Der SPIEGEL zum Erfolg von Extreme Programming bei Microsoft

Allen, die agile Entwicklung noch immer für eine Absurdität unprofessioneller Hobbyentwickler und Hippies halten, sei der Artikel „Windows aus der Asche“ aus dem aktuellen SPIEGEL empfohlen, der auch auf SPIEGEL-Online verfügbar ist. Der Beitrag berichtet, wie Microsoft für die Entwicklung von Windows 7 konsequent auf Extreme Programming gesetzt hat („Von nun an, so viel stand fest, sollte der Kunde treiben“ und „in ganzen Abteilungen sitzen die teuren Programmierer nicht mehr allein, sondern paarweise vor den Monitoren“; „Beginne mit dem Machbaren, dann füge Stück für Stück hinzu. Und immer gleich gründlich testen!“) und welche Auswirkungen das hatte: „Plötzlich kommen der Reihe nach Produkte heraus, die den fast ungeteilten Beifall der Fachwelt finden“, und Brad Silverberg, Entwicklungsleiter von Windows 95, stellt fest: „Zum ersten Mal seit langer Zeit sind die Leute wirklich entzückt von neuen Microsoft-Produkten.“ Auch Qualität und Terminplanung wurden beeinflusst: „Windows 7 […] ist nun nach kaum zwei Jahren fast fertig. Und der Start wurde schon zweimal vorverlegt, zuletzt auf den 22. Oktober.“

Ich denke, damit dürfte die Brauchbarkeit agiler Verfahren auch für große und schwierige Projekte endgültig empirisch gezeigt sein. Anders formuliert, agile Entwicklung ist jetzt nicht mehr nur Sache der Pioniere, sondern wird nach und nach zum entscheidenden Wettbewerbsvorteil — ein Vorteil, den vor Microsoft auch schon Google, Amazon und ebay genutzt haben.

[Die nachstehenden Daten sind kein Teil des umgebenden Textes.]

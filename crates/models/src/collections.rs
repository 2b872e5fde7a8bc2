//! Collection response wrappers: one page of entities plus paging metadata.

use graphbeta_serialization::{
    AdditionalData, Parsable, ParseNode, SerializationError, SerializationWriter,
};

use crate::identity_governance::UserProcessingResult;
use crate::managed_tenants::ManagedDeviceCompliance;
use crate::site::Site;
use crate::site_page::SitePage;

/// Paging metadata shared by every collection response.
#[derive(Debug, Clone, Default, PartialEq)]
pub struct BaseCollectionPaginationCountResponse {
    additional_data: AdditionalData,
    odata_count: Option<i64>,
    odata_next_link: Option<String>,
}

impl BaseCollectionPaginationCountResponse {
    pub fn new() -> Self {
        Self::default()
    }

    pub fn from_discriminator(_tag: Option<&str>) -> Self {
        Self::new()
    }

    pub fn additional_data(&self) -> &AdditionalData {
        &self.additional_data
    }

    pub fn odata_count(&self) -> Option<i64> {
        self.odata_count
    }

    pub fn set_odata_count(&mut self, value: Option<i64>) {
        self.odata_count = value;
    }

    pub fn odata_next_link(&self) -> Option<&str> {
        self.odata_next_link.as_deref()
    }

    pub fn set_odata_next_link(&mut self, value: Option<String>) {
        self.odata_next_link = value;
    }
}

impl Parsable for BaseCollectionPaginationCountResponse {
    fn deserialize_field<N: ParseNode>(
        &mut self,
        field: &str,
        node: &N,
    ) -> Result<bool, SerializationError> {
        match field {
            "@odata.count" => {
                if let Some(value) = node.get_i64_value()? {
                    self.odata_count = Some(value);
                }
            }
            "@odata.nextLink" => {
                if let Some(value) = node.get_string_value()? {
                    self.odata_next_link = Some(value);
                }
            }
            _ => return Ok(false),
        }
        Ok(true)
    }

    fn serialize<W: SerializationWriter>(
        &self,
        writer: &mut W,
    ) -> Result<(), SerializationError> {
        writer.write_i64_value("@odata.count", self.odata_count)?;
        writer.write_string_value("@odata.nextLink", self.odata_next_link.as_deref())?;
        writer.write_additional_data(&self.additional_data)?;
        Ok(())
    }

    fn additional_data_mut(&mut self) -> Option<&mut AdditionalData> {
        Some(&mut self.additional_data)
    }
}

/// One page of [`Site`] records.
#[derive(Debug, Clone, Default, PartialEq)]
pub struct SiteCollectionResponse {
    base: BaseCollectionPaginationCountResponse,
    value: Option<Vec<Site>>,
}

impl SiteCollectionResponse {
    pub fn new() -> Self {
        Self::default()
    }

    pub fn from_discriminator(_tag: Option<&str>) -> Self {
        Self::new()
    }

    pub fn base(&self) -> &BaseCollectionPaginationCountResponse {
        &self.base
    }

    pub fn base_mut(&mut self) -> &mut BaseCollectionPaginationCountResponse {
        &mut self.base
    }

    pub fn value(&self) -> Option<&[Site]> {
        self.value.as_deref()
    }

    pub fn set_value(&mut self, value: Option<Vec<Site>>) {
        self.value = value;
    }
}

impl Parsable for SiteCollectionResponse {
    fn deserialize_field<N: ParseNode>(
        &mut self,
        field: &str,
        node: &N,
    ) -> Result<bool, SerializationError> {
        match field {
            "value" => {
                if let Some(value) =
                    node.get_collection_of_object_values(Site::from_discriminator)?
                {
                    self.value = Some(value);
                }
                Ok(true)
            }
            _ => self.base.deserialize_field(field, node),
        }
    }

    fn serialize<W: SerializationWriter>(
        &self,
        writer: &mut W,
    ) -> Result<(), SerializationError> {
        self.base.serialize(writer)?;
        writer.write_collection_of_object_values("value", self.value.as_deref())?;
        Ok(())
    }

    fn additional_data_mut(&mut self) -> Option<&mut AdditionalData> {
        self.base.additional_data_mut()
    }
}

/// One page of [`SitePage`] records.
#[derive(Debug, Clone, Default, PartialEq)]
pub struct SitePageCollectionResponse {
    base: BaseCollectionPaginationCountResponse,
    value: Option<Vec<SitePage>>,
}

impl SitePageCollectionResponse {
    pub fn new() -> Self {
        Self::default()
    }

    pub fn from_discriminator(_tag: Option<&str>) -> Self {
        Self::new()
    }

    pub fn base(&self) -> &BaseCollectionPaginationCountResponse {
        &self.base
    }

    pub fn base_mut(&mut self) -> &mut BaseCollectionPaginationCountResponse {
        &mut self.base
    }

    pub fn value(&self) -> Option<&[SitePage]> {
        self.value.as_deref()
    }

    pub fn set_value(&mut self, value: Option<Vec<SitePage>>) {
        self.value = value;
    }
}

impl Parsable for SitePageCollectionResponse {
    fn deserialize_field<N: ParseNode>(
        &mut self,
        field: &str,
        node: &N,
    ) -> Result<bool, SerializationError> {
        match field {
            "value" => {
                if let Some(value) =
                    node.get_collection_of_object_values(SitePage::from_discriminator)?
                {
                    self.value = Some(value);
                }
                Ok(true)
            }
            _ => self.base.deserialize_field(field, node),
        }
    }

    fn serialize<W: SerializationWriter>(
        &self,
        writer: &mut W,
    ) -> Result<(), SerializationError> {
        self.base.serialize(writer)?;
        writer.write_collection_of_object_values("value", self.value.as_deref())?;
        Ok(())
    }

    fn additional_data_mut(&mut self) -> Option<&mut AdditionalData> {
        self.base.additional_data_mut()
    }
}

/// One page of [`UserProcessingResult`] records.
#[derive(Debug, Clone, Default, PartialEq)]
pub struct UserProcessingResultCollectionResponse {
    base: BaseCollectionPaginationCountResponse,
    value: Option<Vec<UserProcessingResult>>,
}

impl UserProcessingResultCollectionResponse {
    pub fn new() -> Self {
        Self::default()
    }

    pub fn from_discriminator(_tag: Option<&str>) -> Self {
        Self::new()
    }

    pub fn base(&self) -> &BaseCollectionPaginationCountResponse {
        &self.base
    }

    pub fn base_mut(&mut self) -> &mut BaseCollectionPaginationCountResponse {
        &mut self.base
    }

    pub fn value(&self) -> Option<&[UserProcessingResult]> {
        self.value.as_deref()
    }

    pub fn set_value(&mut self, value: Option<Vec<UserProcessingResult>>) {
        self.value = value;
    }
}

impl Parsable for UserProcessingResultCollectionResponse {
    fn deserialize_field<N: ParseNode>(
        &mut self,
        field: &str,
        node: &N,
    ) -> Result<bool, SerializationError> {
        match field {
            "value" => {
                if let Some(value) = node
                    .get_collection_of_object_values(UserProcessingResult::from_discriminator)?
                {
                    self.value = Some(value);
                }
                Ok(true)
            }
            _ => self.base.deserialize_field(field, node),
        }
    }

    fn serialize<W: SerializationWriter>(
        &self,
        writer: &mut W,
    ) -> Result<(), SerializationError> {
        self.base.serialize(writer)?;
        writer.write_collection_of_object_values("value", self.value.as_deref())?;
        Ok(())
    }

    fn additional_data_mut(&mut self) -> Option<&mut AdditionalData> {
        self.base.additional_data_mut()
    }
}

/// One page of [`ManagedDeviceCompliance`] records.
#[derive(Debug, Clone, Default, PartialEq)]
pub struct ManagedDeviceComplianceCollectionResponse {
    base: BaseCollectionPaginationCountResponse,
    value: Option<Vec<ManagedDeviceCompliance>>,
}

impl ManagedDeviceComplianceCollectionResponse {
    pub fn new() -> Self {
        Self::default()
    }

    pub fn from_discriminator(_tag: Option<&str>) -> Self {
        Self::new()
    }

    pub fn base(&self) -> &BaseCollectionPaginationCountResponse {
        &self.base
    }

    pub fn base_mut(&mut self) -> &mut BaseCollectionPaginationCountResponse {
        &mut self.base
    }

    pub fn value(&self) -> Option<&[ManagedDeviceCompliance]> {
        self.value.as_deref()
    }

    pub fn set_value(&mut self, value: Option<Vec<ManagedDeviceCompliance>>) {
        self.value = value;
    }
}

impl Parsable for ManagedDeviceComplianceCollectionResponse {
    fn deserialize_field<N: ParseNode>(
        &mut self,
        field: &str,
        node: &N,
    ) -> Result<bool, SerializationError> {
        match field {
            "value" => {
                if let Some(value) = node.get_collection_of_object_values(
                    ManagedDeviceCompliance::from_discriminator,
                )? {
                    self.value = Some(value);
                }
                Ok(true)
            }
            _ => self.base.deserialize_field(field, node),
        }
    }

    fn serialize<W: SerializationWriter>(
        &self,
        writer: &mut W,
    ) -> Result<(), SerializationError> {
        self.base.serialize(writer)?;
        writer.write_collection_of_object_values("value", self.value.as_deref())?;
        Ok(())
    }

    fn additional_data_mut(&mut self) -> Option<&mut AdditionalData> {
        self.base.additional_data_mut()
    }
}

#[cfg(test)]
mod tests {
    use super::*;
    use graphbeta_serialization::json::{from_json_value, to_json_value};
    use serde_json::json;

    #[test]
    fn paging_metadata_and_items_roundtrip() {
        let payload = json!({
            "@odata.count": 2,
            "@odata.nextLink": "https://graph.example.com/beta/sites?$skiptoken=p2",
            "value": [
                {"id": "site-1", "displayName": "One"},
                {"id": "site-2", "displayName": "Two"},
            ],
        });
        let page: SiteCollectionResponse =
            from_json_value(&payload, SiteCollectionResponse::from_discriminator).unwrap();
        assert_eq!(page.base().odata_count(), Some(2));
        assert_eq!(page.value().unwrap().len(), 2);
        assert_eq!(page.value().unwrap()[1].display_name(), Some("Two"));

        let back = to_json_value(&page).unwrap();
        assert_eq!(back["@odata.count"], json!(2));
        assert_eq!(back["value"][0]["id"], json!("site-1"));
    }

    #[test]
    fn empty_response_serializes_clean() {
        let empty = SitePageCollectionResponse::new();
        assert_eq!(to_json_value(&empty).unwrap(), json!({}));
    }
}
/// A modern page stored in the site pages list of a site.
#[derive(Debug, Clone, Default, PartialEq)]
pub struct SitePage {
    base_item: BaseItem,
    content_type: Option<ContentTypeInfo>,
    page_layout: Option<PageLayoutType>,
    promotion_kind: Option<PagePromotionType>,
    publishing_state: Option<PublicationFacet>,
    reactions: Option<ReactionsFacet>,
    show_comments: Option<bool>,
    show_recommended_pages: Option<bool>,
    thumbnail_web_url: Option<String>,
    title: Option<String>,
    title_area: Option<TitleArea>,
    web_parts: Option<Vec<AnyWebPart>>,
}

impl SitePage {
    pub const ODATA_TYPE: &'static str = "#microsoft.graph.sitePage";

    pub fn new() -> Self {
        let mut page = Self::default();
        page.base_item
            .set_odata_type(Some(Self::ODATA_TYPE.to_owned()));
        page
    }

    pub fn from_discriminator(_tag: Option<&str>) -> Self {
        Self::new()
    }

    pub fn base_item(&self) -> &BaseItem {
        &self.base_item
    }

    pub fn base_item_mut(&mut self) -> &mut BaseItem {
        &mut self.base_item
    }

    pub fn id(&self) -> Option<&str> {
        self.base_item.id()
    }

    pub fn set_id(&mut self, value: Option<String>) {
        self.base_item.set_id(value);
    }

    pub fn content_type(&self) -> Option<&ContentTypeInfo> {
        self.content_type.as_ref()
    }

    pub fn set_content_type(&mut self, value: Option<ContentTypeInfo>) {
        self.content_type = value;
    }

    pub fn page_layout(&self) -> Option<PageLayoutType> {
        self.page_layout
    }

    pub fn set_page_layout(&mut self, value: Option<PageLayoutType>) {
        self.page_layout = value;
    }

    pub fn promotion_kind(&self) -> Option<PagePromotionType> {
        self.promotion_kind
    }

    pub fn set_promotion_kind(&mut self, value: Option<PagePromotionType>) {
        self.promotion_kind = value;
    }

    pub fn publishing_state(&self) -> Option<&PublicationFacet> {
        self.publishing_state.as_ref()
    }

    pub fn set_publishing_state(&mut self, value: Option<PublicationFacet>) {
        self.publishing_state = value;
    }

    pub fn reactions(&self) -> Option<&ReactionsFacet> {
        self.reactions.as_ref()
    }

    pub fn set_reactions(&mut self, value: Option<ReactionsFacet>) {
        self.reactions = value;
    }

    pub fn show_comments(&self) -> Option<bool> {
        self.show_comments
    }

    pub fn set_show_comments(&mut self, value: Option<bool>) {
        self.show_comments = value;
    }

    pub fn show_recommended_pages(&self) -> Option<bool> {
        self.show_recommended_pages
    }

    pub fn set_show_recommended_pages(&mut self, value: Option<bool>) {
        self.show_recommended_pages = value;
    }

    pub fn thumbnail_web_url(&self) -> Option<&str> {
        self.thumbnail_web_url.as_deref()
    }

    pub fn set_thumbnail_web_url(&mut self, value: Option<String>) {
        self.thumbnail_web_url = value;
    }

    pub fn title(&self) -> Option<&str> {
        self.title.as_deref()
    }

    pub fn set_title(&mut self, value: Option<String>) {
        self.title = value;
    }

    pub fn title_area(&self) -> Option<&TitleArea> {
        self.title_area.as_ref()
    }

    pub fn set_title_area(&mut self, value: Option<TitleArea>) {
        self.title_area = value;
    }

    pub fn web_parts(&self) -> Option<&[AnyWebPart]> {
        self.web_parts.as_deref()
    }

    pub fn set_web_parts(&mut self, value: Option<Vec<AnyWebPart>>) {
        self.web_parts = value;
    }
}

impl Parsable for SitePage {
    fn deserialize_field<N: ParseNode>(
        &mut self,
        field: &str,
        node: &N,
    ) -> Result<bool, SerializationError> {
        match field {
            "contentType" => {
                if let Some(value) =
                    node.get_object_value(ContentTypeInfo::from_discriminator)?
                {
                    self.content_type = Some(value);
                }
            }
            "pageLayout" => {
                if let Some(value) = node.get_enum_value()? {
                    self.page_layout = Some(value);
                }
            }
            "promotionKind" => {
                if let Some(value) = node.get_enum_value()? {
                    self.promotion_kind = Some(value);
                }
            }
            "publishingState" => {
                if let Some(value) =
                    node.get_object_value(PublicationFacet::from_discriminator)?
                {
                    self.publishing_state = Some(value);
                }
            }
            "reactions" => {
                if let Some(value) =
                    node.get_object_value(ReactionsFacet::from_discriminator)?
                {
                    self.reactions = Some(value);
                }
            }
            "showComments" => {
                if let Some(value) = node.get_bool_value()? {
                    self.show_comments = Some(value);
                }
            }
            "showRecommendedPages" => {
                if let Some(value) = node.get_bool_value()? {
                    self.show_recommended_pages = Some(value);
                }
            }
            "thumbnailWebUrl" => {
                if let Some(value) = node.get_string_value()? {
                    self.thumbnail_web_url = Some(value);
                }
            }
            "title" => {
                if let Some(value) = node.get_string_value()? {
                    self.title = Some(value);
                }
            }
            "titleArea" => {
                if let Some(value) = node.get_object_value(TitleArea::from_discriminator)? {
                    self.title_area = Some(value);
                }
            }
            "webParts" => {
                if let Some(value) =
                    node.get_collection_of_object_values(AnyWebPart::from_discriminator)?
                {
                    self.web_parts = Some(value);
                }
            }
            _ => return self.base_item.deserialize_field(field, node),
        }
        Ok(true)
    }

    fn serialize<W: SerializationWriter>(
        &self,
        writer: &mut W,
    ) -> Result<(), SerializationError> {
        self.base_item.serialize(writer)?;
        writer.write_object_value("contentType", self.content_type.as_ref())?;
        writer.write_enum_value("pageLayout", self.page_layout)?;
        writer.write_enum_value("promotionKind", self.promotion_kind)?;
        writer.write_object_value("publishingState", self.publishing_state.as_ref())?;
        writer.write_object_value("reactions", self.reactions.as_ref())?;
        writer.write_bool_value("showComments", self.show_comments)?;
        writer.write_bool_value("showRecommendedPages", self.show_recommended_pages)?;
        writer.write_string_value("thumbnailWebUrl", self.thumbnail_web_url.as_deref())?;
        writer.write_string_value("title", self.title.as_deref())?;
        writer.write_object_value("titleArea", self.title_area.as_ref())?;
        writer.write_collection_of_object_values("webParts", self.web_parts.as_deref())?;
        Ok(())
    }
}

#[cfg(test)]
mod tests {
    use super::*;
    use graphbeta_serialization::json::{from_json_value, to_json_value};
    use serde_json::json;

    #[test]
    fn enums_and_facets_roundtrip() {
        let payload = json!({
            "@odata.type": "#microsoft.graph.sitePage",
            "title": "Quarterly update",
            "pageLayout": "article",
            "promotionKind": "newsPost",
            "reactions": {"likeCount": 12, "commentCount": 3},
            "titleArea": {"layout": "colorBlock", "textAlignment": "center"},
        });
        let page: SitePage = from_json_value(&payload, SitePage::from_discriminator).unwrap();
        assert_eq!(page.page_layout(), Some(PageLayoutType::Article));
        assert_eq!(page.promotion_kind(), Some(PagePromotionType::NewsPost));
        assert_eq!(page.reactions().unwrap().like_count(), Some(12));
        assert_eq!(
            page.title_area().unwrap().layout(),
            Some(TitleAreaLayoutType::ColorBlock)
        );

        let back = to_json_value(&page).unwrap();
        assert_eq!(back["pageLayout"], json!("article"));
        assert_eq!(back["titleArea"]["textAlignment"], json!("center"));
        assert!(back.get("showComments").is_none());
    }
}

Ich hoffe nur, dass die deutsche IT-Industrie hier nicht wieder durch „aktives Zuwarten“ den Zug verpasst und weitere Arbeitsplätze gefährdet, sondern erkennt, dass es höchste Zeit wird, sich umfangreiches Know-How und Praxis angzueignen. Es ist schließlich wesentlich einfacher, die Organisation noch umzustellen, solange man das nach eigenem Zeitplan machen kann, als wenn man von der Konkurrenz vor sich her getrieben wird.

Kundennutzen in Agilen Projekten

Felix Rüssel hat vor einiger Zeit in seinem — übrigens insgesamt sehr lesenswerten — Blog einen älteren Beitrag von mir zum Kundennutzen unter dem Titel „Kundenzufriedenheit vs Kosten“ in die Kritik genommen. Einer von Felix‘ Kernsätze war: „Die agile Sichtweise schlägt […] stark vereinfacht vor, Kundennutzen grundsätzlich zu maximieren. Dies darf jedoch nicht zu Lasten des Gesamtbudgets des Projektes gehen! Dieser Konflikt muss durch den ProductOwner bzw. den Projektleiter erkannt und zusammen mit dem Kunden gelöst werden“, und er beklagt sich: „Die Kundenzufriedenheit spielt […] unbestritten eine zentrale Rolle, wird jedoch gerade in der agilen Welt zu oft als alleiniges Heilmittel angesehen. Es wird oft aus der Sicht des Ingenieurs argumentiert, der Prozesse und Arbeitsergebnisse optimieren möchte.“

Ich teile Felix‘ Auffassung nicht, dass die alleinige Fokussierung auf die Kundenzufriedenheit nur aus einer technokratischen Sicht kommt. Ich denke, sie hat auch handfeste betriebswirtschaftliche Gründe, zumindest wenn der Kontext stimmt. Felix argumentiert in seinem Beitrag aus der Sicht eines Softwarehauses: „In den meisten Fällen arbeiten heute Teams in der Projektentwicklung weiterhin mit Werkverträgen, d.h. es wird ein definiertes Ergebnis zu einem bestimmten Termin geschuldet.“ Das bedeutet aber eben nicht nur ein Werkvertrag, sondern auch eine neue, künstlich eingezogene betriebswirtschaftliche Ebene: Für den Auftragnehmer ist in dieser Situation nicht mehr der betriebswirtschaftliche Erfolg der Software relevant, sondern einzig der Erfolg des Projekts ihrer Erstellung, gemessen an Einhaltung von Umfang und Termin möglichst unterhalb des Budgets und zu einer Qualität, die mir nicht gerichtsfest um die Ohren geschlagen werden kann.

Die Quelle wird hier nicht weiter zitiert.